Aim of the exercise: Copy the entries out again in full.

------ Provided material ------

use anyhow::Result;
use clap::Args;

use codeshade::config::{reconcile, ConfigPaths, ConfigStore, Provider};
use codeshade::providers::{is_valid_key_format, KeyTester};

#[derive(Args)]
pub struct TestKeyArgs {
    /// Key to check; defaults to the stored key
    #[arg(long)]
    pub key: Option<String>,

    /// Provider (openai, gemini, anthropic); inferred from the key when omitted
    #[arg(long)]
    pub provider: Option<String>,
}

pub async fn run(args: TestKeyArgs) -> Result<()> {
    let provider = args
        .provider
        .as_deref()
        .map(|p| Provider::parse(p).ok_or_else(|| anyhow::anyhow!("Unknown provider: {}", p)))
        .transpose()?;

    let key = match args.key {
        Some(key) => key,
        None => {
            let paths = ConfigPaths::resolve();
            reconcile(&paths);
            let store = ConfigStore::new(paths);
            let stored = store.load().api_key;
            if stored.trim().is_empty() {
                anyhow::bail!("no API key stored; pass one with --key or set apiKey first");
            }
            stored
        }
    };

    let effective = provider.unwrap_or_else(|| Provider::from_key_prefix(&key));

    if !is_valid_key_format(&key, Some(effective)) {
        println!("warning: key does not look like a {effective} key; checking anyway");
    }

    match KeyTester::new().test_key(&key, Some(effective)).await {
        Ok(()) => {
            println!("API key accepted by {effective}");
            Ok(())
        }
        Err(e) => Err(anyhow::anyhow!(e)),
    }
}
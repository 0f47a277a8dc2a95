use squeezit_core::Format;

#[derive(Debug, thiserror::Error)]
pub enum TranscodeError {
    #[error("Empty file")]
    EmptyInput,

    #[error("Failed to decode image: {0}")]
    Decode(String),

    #[error("Failed to encode {format}: {message}")]
    Encode { format: Format, message: String },

    #[error("No encoder available for {0}")]
    UnsupportedEncoder(Format),
}

/// Decode a buffer and re-encode it to `target` at that format's fixed quality.
///
/// Implementations are CPU bound and synchronous; async callers are expected
/// to run them on the blocking pool.
pub trait Transcoder: Send + Sync {
    fn transcode(&self, input: &[u8], target: Format) -> Result<Vec<u8>, TranscodeError>;
}

#[cfg(test)]
mod tests {
    use super::*;

    #[test]
    fn test_error_messages() {
        assert_eq!(
            TranscodeError::UnsupportedEncoder(Format::Heic).to_string(),
            "No encoder available for heic"
        );
        let err = TranscodeError::Encode {
            format: Format::Avif,
            message: "too small".to_string(),
        };
        assert_eq!(err.to_string(), "Failed to encode avif: too small");
    }
}
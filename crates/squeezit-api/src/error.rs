//! HTTP error response conversion
//!
//! Handlers return `Result<_, HttpAppError>`; any `AppError` (or type that
//! converts into one) renders with the status, body and log level its
//! `ErrorMetadata` describes.

use axum::{
    extract::multipart::MultipartError,
    http::StatusCode,
    response::{IntoResponse, Response},
    Json,
};
use serde::{Deserialize, Serialize};
use squeezit_core::{AppError, ErrorMetadata, LogLevel, UnsupportedFormat};
use utoipa::ToSchema;

#[derive(Debug, Serialize, Deserialize, ToSchema)]
pub struct ErrorResponse {
    pub error: String,
    /// Internal cause of a server error; never sent in production
    #[serde(skip_serializing_if = "Option::is_none")]
    pub details: Option<String>,
}

/// Wrapper type for AppError to implement IntoResponse
/// (orphan rules: IntoResponse and AppError are both foreign here)
#[derive(Debug)]
pub struct HttpAppError(pub AppError);

impl From<AppError> for HttpAppError {
    fn from(err: AppError) -> Self {
        HttpAppError(err)
    }
}

impl From<UnsupportedFormat> for HttpAppError {
    fn from(err: UnsupportedFormat) -> Self {
        HttpAppError(err.into())
    }
}

impl From<anyhow::Error> for HttpAppError {
    fn from(err: anyhow::Error) -> Self {
        HttpAppError(err.into())
    }
}

/// A multipart stream that overruns the body limit reports 413; anything
/// else wrong with the form is the client's fault.
impl From<MultipartError> for HttpAppError {
    fn from(err: MultipartError) -> Self {
        let app = if err.status() == StatusCode::PAYLOAD_TOO_LARGE {
            AppError::PayloadTooLarge(err.body_text())
        } else {
            AppError::BadRequest(format!("Invalid multipart body: {}", err.body_text()))
        };
        HttpAppError(app)
    }
}

fn log_error(error: &AppError) {
    let error_type = error.error_type();
    match error.log_level() {
        LogLevel::Debug => {
            tracing::debug!(error = %error.detailed_message(), error_type = error_type, "Error occurred");
        }
        LogLevel::Warn => {
            tracing::warn!(error = %error.detailed_message(), error_type = error_type, "Error occurred");
        }
        LogLevel::Error => {
            tracing::error!(error = %error.detailed_message(), error_type = error_type, "Error occurred");
        }
    }
}

fn is_production_env() -> bool {
    std::env::var("ENVIRONMENT")
        .or_else(|_| std::env::var("APP_ENV"))
        .map(|env| env.to_lowercase() == "production" || env.to_lowercase() == "prod")
        .unwrap_or(false)
}

impl IntoResponse for HttpAppError {
    fn into_response(self) -> Response {
        let app_error = &self.0;

        let status = StatusCode::from_u16(app_error.http_status_code())
            .unwrap_or(StatusCode::INTERNAL_SERVER_ERROR);

        log_error(app_error);

        // Client errors carry everything in `error`. Server errors hide their
        // cause behind a generic message, exposed as `details` outside production.
        let details = (app_error.is_sensitive() && !is_production_env())
            .then(|| app_error.detailed_message());

        let body = Json(ErrorResponse {
            error: app_error.client_message(),
            details,
        });

        (status, body).into_response()
    }
}
//! Squeezit CLI: compress or convert local images through a running server.
//!
//! Set SQUEEZIT_API_URL (default http://localhost:3000) or pass --api-url.

use std::path::PathBuf;

use anyhow::Context;
use clap::Parser;
use squeezit_cli::{describe, init_tracing, load_image};
use squeezit_client::download::{save_archive, save_file};
use squeezit_client::{Action, ApiClient, UploadSession};
use squeezit_core::Format;

#[derive(Parser, Debug)]
#[command(name = "squeezit", about = "Compress or convert images")]
struct Args {
    /// Base URL of the Squeezit server
    #[arg(long, env = "SQUEEZIT_API_URL", default_value = "http://localhost:3000")]
    api_url: String,

    /// Source format; files of any other format are skipped
    #[arg(long = "from", default_value = "jpeg")]
    source: Format,

    /// Target format
    #[arg(long = "to", default_value = "webp")]
    target: Format,

    /// Output directory
    #[arg(long, short, default_value = ".")]
    out: PathBuf,

    /// Also write every converted file into squeezit-images.zip
    #[arg(long)]
    zip: bool,

    /// Images to upload
    #[arg(required = true)]
    files: Vec<PathBuf>,
}

#[tokio::main]
async fn main() -> anyhow::Result<()> {
    dotenvy::dotenv().ok();
    init_tracing();

    let args = Args::parse();
    let client = ApiClient::new(args.api_url).context("Failed to create API client")?;

    let mut session = UploadSession::new(client);
    session.dispatch(Action::SelectSource(args.source));
    session.dispatch(Action::SelectTarget(args.target));

    let mut images = Vec::with_capacity(args.files.len());
    for path in &args.files {
        images.push(load_image(path).await?);
    }

    if !session.upload(images).await {
        anyhow::bail!("Nothing was converted (no {} files, or the upload failed)", args.source);
    }

    tokio::fs::create_dir_all(&args.out)
        .await
        .with_context(|| format!("Failed to create {}", args.out.display()))?;

    for file in &session.state().files {
        println!("{}", describe(file));
        save_file(&args.out, file).await?;
    }

    if args.zip && session.can_download_all() {
        if let Some(archive) = session.archive()? {
            let path = save_archive(&args.out, &archive).await?;
            tracing::info!(path = %path.display(), "Wrote archive");
        }
    }

    Ok(())
}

------

Answer to this exercise:
use anyhow::Result;
use clap::Args;

use codeshade::config::{reconcile, ConfigPaths, ConfigStore, Provider};
use codeshade::providers::{is_valid_key_format, KeyTester};

#[derive(Args)]
pub struct TestKeyArgs {
    /// Key to check; defaults to the stored key
    #[arg(long)]
    pub key: Option<String>,

    /// Provider (openai, gemini, anthropic); inferred from the key when omitted
    #[arg(long)]
    pub provider: Option<String>,
}

pub async fn run(args: TestKeyArgs) -> Result<()> {
    let provider = args
        .provider
        .as_deref()
        .map(|p| Provider::parse(p).ok_or_else(|| anyhow::anyhow!("Unknown provider: {}", p)))
        .transpose()?;

    let key = match args.key {
        Some(key) => key,
        None => {
            let paths = ConfigPaths::resolve();
            reconcile(&paths);
            let store = ConfigStore::new(paths);
            let stored = store.load().api_key;
            if stored.trim().is_empty() {
                anyhow::bail!("no API key stored; pass one with --key or set apiKey first");
            }
            stored
        }
    };

    let effective = provider.unwrap_or_else(|| Provider::from_key_prefix(&key));

    if !is_valid_key_format(&key, Some(effective)) {
        println!("warning: key does not look like a {effective} key; checking anyway");
    }

    match KeyTester::new().test_key(&key, Some(effective)).await {
        Ok(()) => {
            println!("API key accepted by {effective}");
            Ok(())
        }
        Err(e) => Err(anyhow::anyhow!(e)),
    }
}
repository 0f47a277a8dc2a95
use squeezit_core::Format;

#[derive(Debug, thiserror::Error)]
pub enum TranscodeError {
    #[error("Empty file")]
    EmptyInput,

    #[error("Failed to decode image: {0}")]
    Decode(String),

    #[error("Failed to encode {format}: {message}")]
    Encode { format: Format, message: String },

    #[error("No encoder available for {0}")]
    UnsupportedEncoder(Format),
}

/// Decode a buffer and re-encode it to `target` at that format's fixed quality.
///
/// Implementations are CPU bound and synchronous; async callers are expected
/// to run them on the blocking pool.
pub trait Transcoder: Send + Sync {
    fn transcode(&self, input: &[u8], target: Format) -> Result<Vec<u8>, TranscodeError>;
}

#[cfg(test)]
mod tests {
    use super::*;

    #[test]
    fn test_error_messages() {
        assert_eq!(
            TranscodeError::UnsupportedEncoder(Format::Heic).to_string(),
            "No encoder available for heic"
        );
        let err = TranscodeError::Encode {
            format: Format::Avif,
            message: "too small".to_string(),
        };
        assert_eq!(err.to_string(), "Failed to encode avif: too small");
    }
}
filename crates/squeezit-api/src/error.rs
//! HTTP error response conversion
//!
//! Handlers return `Result<_, HttpAppError>`; any `AppError` (or type that
//! converts into one) renders with the status, body and log level its
//! `ErrorMetadata` describes.

use axum::{
    extract::multipart::MultipartError,
    http::StatusCode,
    response::{IntoResponse, Response},
    Json,
};
use serde::{Deserialize, Serialize};
use squeezit_core::{AppError, ErrorMetadata, LogLevel, UnsupportedFormat};
use utoipa::ToSchema;

#[derive(Debug, Serialize, Deserialize, ToSchema)]
pub struct ErrorResponse {
    pub error: String,
    /// Internal cause of a server error; never sent in production
    #[serde(skip_serializing_if = "Option::is_none")]
    pub details: Option<String>,
}

/// Wrapper type for AppError to implement IntoResponse
/// (orphan rules: IntoResponse and AppError are both foreign here)
#[derive(Debug)]
pub struct HttpAppError(pub AppError);

impl From<AppError> for HttpAppError {
    fn from(err: AppError) -> Self {
        HttpAppError(err)
    }
}

impl From<UnsupportedFormat> for HttpAppError {
    fn from(err: UnsupportedFormat) -> Self {
        HttpAppError(err.into())
    }
}

impl From<anyhow::Error> for HttpAppError {
    fn from(err: anyhow::Error) -> Self {
        HttpAppError(err.into())
    }
}

/// A multipart stream that overruns the body limit reports 413; anything
/// else wrong with the form is the client's fault.
impl From<MultipartError> for HttpAppError {
    fn from(err: MultipartError) -> Self {
        let app = if err.status() == StatusCode::PAYLOAD_TOO_LARGE {
            AppError::PayloadTooLarge(err.body_text())
        } else {
            AppError::BadRequest(format!("Invalid multipart body: {}", err.body_text()))
        };
        HttpAppError(app)
    }
}

fn log_error(error: &AppError) {
    let error_type = error.error_type();
    match error.log_level() {
        LogLevel::Debug => {
            tracing::debug!(error = %error.detailed_message(), error_type = error_type, "Error occurred");
        }
        LogLevel::Warn => {
            tracing::warn!(error = %error.detailed_message(), error_type = error_type, "Error occurred");
        }
        LogLevel::Error => {
            tracing::error!(error = %error.detailed_message(), error_type = error_type, "Error occurred");
        }
    }
}

fn is_production_env() -> bool {
    std::env::var("ENVIRONMENT")
        .or_else(|_| std::env::var("APP_ENV"))
        .map(|env| env.to_lowercase() == "production" || env.to_lowercase() == "prod")
        .unwrap_or(false)
}

impl IntoResponse for HttpAppError {
    fn into_response(self) -> Response {
        let app_error = &self.0;

        let status = StatusCode::from_u16(app_error.http_status_code())
            .unwrap_or(StatusCode::INTERNAL_SERVER_ERROR);

        log_error(app_error);

        // Client errors carry everything in `error`. Server errors hide their
        // cause behind a generic message, exposed as `details` outside production.
        let details = (app_error.is_sensitive() && !is_production_env())
            .then(|| app_error.detailed_message());

        let body = Json(ErrorResponse {
            error: app_error.client_message(),
            details,
        });

        (status, body).into_response()
    }
}
//! Squeezit CLI: compress or convert local images through a running server.
//!
//! Set SQUEEZIT_API_URL (default http://localhost:3000) or pass --api-url.

use std::path::PathBuf;

use anyhow::Context;
use clap::Parser;
use squeezit_cli::{describe, init_tracing, load_image};
use squeezit_client::download::{save_archive, save_file};
use squeezit_client::{Action, ApiClient, UploadSession};
use squeezit_core::Format;

#[derive(Parser, Debug)]
#[command(name = "squeezit", about = "Compress or convert images")]
struct Args {
    /// Base URL of the Squeezit server
    #[arg(long, env = "SQUEEZIT_API_URL", default_value = "http://localhost:3000")]
    api_url: String,

    /// Source format; files of any other format are skipped
    #[arg(long = "from", default_value = "jpeg")]
    source: Format,

    /// Target format
    #[arg(long = "to", default_value = "webp")]
    target: Format,

    /// Output directory
    #[arg(long, short, default_value = ".")]
    out: PathBuf,

    /// Also write every converted file into squeezit-images.zip
    #[arg(long)]
    zip: bool,

    /// Images to upload
    #[arg(required = true)]
    files: Vec<PathBuf>,
}

#[tokio::main]
async fn main() -> anyhow::Result<()> {
    dotenvy::dotenv().ok();
    init_tracing();

    let args = Args::parse();
    let client = ApiClient::new(args.api_url).context("Failed to create API client")?;

    let mut session = UploadSession::new(client);
    session.dispatch(Action::SelectSource(args.source));
    session.dispatch(Action::SelectTarget(args.target));

    let mut images = Vec::with_capacity(args.files.len());
    for path in &args.files {
        images.push(load_image(path).await?);
    }

    if !session.upload(images).await {
        anyhow::bail!("Nothing was converted (no {} files, or the upload failed)", args.source);
    }

    tokio::fs::create_dir_all(&args.out)
        .await
        .with_context(|| format!("Failed to create {}", args.out.display()))?;

    for file in &session.state().files {
        println!("{}", describe(file));
        save_file(&args.out, file).await?;
    }

    if args.zip && session.can_download_all() {
        if let Some(archive) = session.archive()? {
            let path = save_archive(&args.out, &archive).await?;
            tracing::info!(path = %path.display(), "Wrote archive");
        }
    }

    Ok(())
}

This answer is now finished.